What is expected: Return all of the lines below exactly as they are.

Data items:
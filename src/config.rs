use std::env;
use std::path::PathBuf;

use anyhow::Result;

/// Default blob store endpoint (Vercel Blob).
pub const DEFAULT_BLOB_API_URL: &str = "https://blob.vercel-storage.com";

/// Which storage backend holds the fund CSV files.
#[derive(Debug, Clone, PartialEq)]
pub enum StorageBackend {
    /// Local directory (default): DATA_DIR
    Local,
    /// Remote blob store: requires BLOB_READ_WRITE_TOKEN
    Blob,
}

impl StorageBackend {
    pub fn as_str(&self) -> &'static str {
        match self {
            StorageBackend::Local => "local",
            StorageBackend::Blob => "vercel_blob",
        }
    }
}

/// Central configuration loaded from environment variables.
///
/// The .env file is loaded automatically at startup via dotenvy.
#[derive(Debug, Clone)]
pub struct Config {
    pub storage_backend: StorageBackend,
    /// Directory of fund CSV files for the local backend.
    pub data_dir: PathBuf,
    /// Bearer token for the blob backend.
    pub blob_token: Option<String>,
    pub blob_api_url: String,
    pub port: u16,
    pub bind: String,
    /// Request body cap for POST /api/upload.
    pub max_upload_bytes: usize,
}

impl Default for Config {
    fn default() -> Self {
        Self {
            storage_backend: StorageBackend::Local,
            data_dir: PathBuf::from("./data"),
            blob_token: None,
            blob_api_url: DEFAULT_BLOB_API_URL.to_string(),
            port: 5000,
            bind: "127.0.0.1".to_string(),
            max_upload_bytes: 10 * 1024 * 1024,
        }
    }
}

impl Config {
    /// Load configuration from environment variables.
    ///
    /// Everything has a default; unset or unparsable values fall back to it.
    pub fn load() -> Result<Self> {
        let defaults = Self::default();

        let storage_backend = match env::var("STORAGE_TYPE").as_deref() {
            Ok("blob") | Ok("vercel_blob") => StorageBackend::Blob,
            // "local" or unset both default to the local directory
            _ => StorageBackend::Local,
        };

        Ok(Self {
            storage_backend,
            data_dir: env::var("DATA_DIR")
                .map(PathBuf::from)
                .unwrap_or(defaults.data_dir),
            blob_token: env::var("BLOB_READ_WRITE_TOKEN")
                .ok()
                .filter(|t| !t.is_empty()),
            blob_api_url: env::var("BLOB_API_URL").unwrap_or(defaults.blob_api_url),
            port: env::var("PORT")
                .ok()
                .and_then(|p| p.parse().ok())
                .unwrap_or(defaults.port),
            bind: env::var("BIND").unwrap_or(defaults.bind),
            max_upload_bytes: env::var("FUNDLENS_MAX_UPLOAD_BYTES")
                .ok()
                .and_then(|b| b.parse().ok())
                .unwrap_or(defaults.max_upload_bytes),
        })
    }

    /// Check that the blob backend has a token.
    /// Call this before building storage when STORAGE_TYPE selects blob.
    pub fn require_blob(&self) -> Result<()> {
        if self.storage_backend == StorageBackend::Blob && self.blob_token.is_none() {
            anyhow::bail!(
                "STORAGE_TYPE is blob but BLOB_READ_WRITE_TOKEN is not set.\n\
                 Add it to your .env file, or set STORAGE_TYPE=local."
            );
        }
        Ok(())
    }
}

Response area:
filename src/config.rs
use std::env;
use std::path::PathBuf;

use anyhow::Result;

/// Default blob store endpoint (Vercel Blob).
pub const DEFAULT_BLOB_API_URL: &str = "https://blob.vercel-storage.com";

/// Which storage backend holds the fund CSV files.
#[derive(Debug, Clone, PartialEq)]
pub enum StorageBackend {
    /// Local directory (default): DATA_DIR
    Local,
    /// Remote blob store: requires BLOB_READ_WRITE_TOKEN
    Blob,
}

impl StorageBackend {
    pub fn as_str(&self) -> &'static str {
        match self {
            StorageBackend::Local => "local",
            StorageBackend::Blob => "vercel_blob",
        }
    }
}

/// Central configuration loaded from environment variables.
///
/// The .env file is loaded automatically at startup via dotenvy.
#[derive(Debug, Clone)]
pub struct Config {
    pub storage_backend: StorageBackend,
    /// Directory of fund CSV files for the local backend.
    pub data_dir: PathBuf,
    /// Bearer token for the blob backend.
    pub blob_token: Option<String>,
    pub blob_api_url: String,
    pub port: u16,
    pub bind: String,
    /// Request body cap for POST /api/upload.
    pub max_upload_bytes: usize,
}

impl Default for Config {
    fn default() -> Self {
        Self {
            storage_backend: StorageBackend::Local,
            data_dir: PathBuf::from("./data"),
            blob_token: None,
            blob_api_url: DEFAULT_BLOB_API_URL.to_string(),
            port: 5000,
            bind: "127.0.0.1".to_string(),
            max_upload_bytes: 10 * 1024 * 1024,
        }
    }
}

impl Config {
    /// Load configuration from environment variables.
    ///
    /// Everything has a default; unset or unparsable values fall back to it.
    pub fn load() -> Result<Self> {
        let defaults = Self::default();

        let storage_backend = match env::var("STORAGE_TYPE").as_deref() {
            Ok("blob") | Ok("vercel_blob") => StorageBackend::Blob,
            // "local" or unset both default to the local directory
            _ => StorageBackend::Local,
        };

        Ok(Self {
            storage_backend,
            data_dir: env::var("DATA_DIR")
                .map(PathBuf::from)
                .unwrap_or(defaults.data_dir),
            blob_token: env::var("BLOB_READ_WRITE_TOKEN")
                .ok()
                .filter(|t| !t.is_empty()),
            blob_api_url: env::var("BLOB_API_URL").unwrap_or(defaults.blob_api_url),
            port: env::var("PORT")
                .ok()
                .and_then(|p| p.parse().ok())
                .unwrap_or(defaults.port),
            bind: env::var("BIND").unwrap_or(defaults.bind),
            max_upload_bytes: env::var("FUNDLENS_MAX_UPLOAD_BYTES")
                .ok()
                .and_then(|b| b.parse().ok())
                .unwrap_or(defaults.max_upload_bytes),
        })
    }

    /// Check that the blob backend has a token.
    /// Call this before building storage when STORAGE_TYPE selects blob.
    pub fn require_blob(&self) -> Result<()> {
        if self.storage_backend == StorageBackend::Blob && self.blob_token.is_none() {
            anyhow::bail!(
                "STORAGE_TYPE is blob but BLOB_READ_WRITE_TOKEN is not set.\n\
                 Add it to your .env file, or set STORAGE_TYPE=local."
            );
        }
        Ok(())
    }
}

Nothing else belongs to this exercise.